- [DATA PROVIDED]
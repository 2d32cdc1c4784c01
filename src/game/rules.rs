//! Per-match rule selection and simulation tuning

use serde::{Deserialize, Serialize};

/// How the hunter's weapon is gated
#[derive(Debug, Clone, Copy, PartialEq, Eq, Serialize, Deserialize)]
#[serde(rename_all = "snake_case")]
pub enum FireMode {
    /// Every shot spends one round; the round counter is the ammo budget
    LimitedAmmo,
    /// Unlimited shots, only the cooldown timer applies
    CooldownOnly,
}

impl Default for FireMode {
    fn default() -> Self {
        Self::LimitedAmmo
    }
}

/// Variant rules, fixed for the duration of one match
#[derive(Debug, Clone, Copy, PartialEq, Serialize, Deserialize)]
pub struct RuleSet {
    pub fire_mode: FireMode,
    /// Killing an NPC costs the hunter one unit of ammo/lives
    pub casualty_penalty: bool,
    /// Generate static obstacles at match start
    pub obstacles: bool,
    /// Minimum hider spawn distance from the hunter (0 disables)
    pub hider_min_distance: f32,
}

impl Default for RuleSet {
    fn default() -> Self {
        Self {
            fire_mode: FireMode::LimitedAmmo,
            casualty_penalty: false,
            obstacles: false,
            hider_min_distance: 300.0,
        }
    }
}

/// Partial rule set sent by the host with a start request
#[derive(Debug, Clone, Copy, Default, Serialize, Deserialize)]
pub struct RuleOverrides {
    #[serde(default)]
    pub fire_mode: Option<FireMode>,
    #[serde(default)]
    pub casualty_penalty: Option<bool>,
    #[serde(default)]
    pub obstacles: Option<bool>,
    #[serde(default)]
    pub hider_min_distance: Option<f32>,
}

impl RuleSet {
    pub fn with_overrides(self, overrides: &RuleOverrides) -> Self {
        Self {
            fire_mode: overrides.fire_mode.unwrap_or(self.fire_mode),
            casualty_penalty: overrides.casualty_penalty.unwrap_or(self.casualty_penalty),
            obstacles: overrides.obstacles.unwrap_or(self.obstacles),
            hider_min_distance: overrides
                .hider_min_distance
                .map(|d| d.max(0.0))
                .unwrap_or(self.hider_min_distance),
        }
    }

    /// The shared ammo/lives counter is a casualty budget rather than rounds
    pub fn counts_casualties(&self) -> bool {
        self.casualty_penalty && self.fire_mode == FireMode::CooldownOnly
    }
}

/// Simulation constants
#[derive(Debug, Clone)]
pub struct Tuning {
    pub field_width: f32,
    pub field_height: f32,
    pub entity_radius: f32,
    pub spawn_margin: f32,
    pub spawn_obstacle_attempts: u32,
    pub spawn_distance_attempts: u32,

    pub player_speed: f32,
    pub sprint_speed: f32,
    pub hunter_speed_multiplier: f32,
    pub spectator_speed: f32,
    pub stamina_drain: f32,
    pub stamina_regen: f32,
    pub idle_threshold: f32,

    pub npc_speed: f32,
    pub npc_sprint_speed: f32,
    pub npc_idle_chance: f64,
    pub npc_sprint_chance: f64,
    pub npc_hold_min: f32,
    pub npc_hold_max: f32,
    pub npc_base_count: usize,
    pub npc_per_player: usize,

    pub projectile_speed: f32,
    pub projectile_lifetime: f32,
    pub hit_radius: f32,
    pub mark_radius: f32,
    pub weapon_cooldown: f32,
    pub mark_cooldown: f32,

    pub base_duration: f32,
    pub duration_per_hider: f32,
    pub base_ammo: u32,
    pub ammo_per_hider: u32,
    pub base_lives: u32,
    pub lives_per_hider: u32,

    pub obstacle_count: usize,
    pub obstacle_min_size: f32,
    pub obstacle_max_size: f32,
}

impl Default for Tuning {
    fn default() -> Self {
        Self {
            field_width: 1600.0,
            field_height: 1200.0,
            entity_radius: 20.0,
            spawn_margin: 50.0,
            spawn_obstacle_attempts: 100,
            spawn_distance_attempts: 15,

            player_speed: 200.0,
            sprint_speed: 320.0,
            hunter_speed_multiplier: 1.1,
            spectator_speed: 500.0,
            stamina_drain: 35.0,
            stamina_regen: 15.0,
            idle_threshold: 1.0,

            npc_speed: 200.0,
            npc_sprint_speed: 320.0,
            npc_idle_chance: 0.2,
            npc_sprint_chance: 0.3,
            npc_hold_min: 0.5,
            npc_hold_max: 2.5,
            npc_base_count: 10,
            npc_per_player: 4,

            projectile_speed: 900.0,
            projectile_lifetime: 1.5,
            hit_radius: 25.0,
            mark_radius: 40.0,
            weapon_cooldown: 0.5,
            mark_cooldown: 0.25,

            base_duration: 60.0,
            duration_per_hider: 30.0,
            base_ammo: 2,
            ammo_per_hider: 1,
            base_lives: 3,
            lives_per_hider: 1,

            obstacle_count: 8,
            obstacle_min_size: 60.0,
            obstacle_max_size: 180.0,
        }
    }
}

impl Tuning {
    pub fn npc_count(&self, players: usize) -> usize {
        self.npc_base_count + self.npc_per_player * players
    }

    /// Match length in seconds; larger rooms get more time
    pub fn match_duration(&self, hiders: usize) -> f32 {
        self.base_duration + self.duration_per_hider * hiders as f32
    }

    /// Starting value of the hunter's ammo/lives counter
    pub fn hunter_budget(&self, rules: &RuleSet, hiders: usize) -> u32 {
        let hiders = hiders as u32;
        if rules.counts_casualties() {
            self.base_lives + self.lives_per_hider * hiders
        } else {
            self.base_ammo + self.ammo_per_hider * hiders
        }
    }
}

- [WORK INSTRUCTIONS]
Count the lines above with the string "Debug"; report only that figure.

- [SOLUTION TO THIS PROBLEM]
4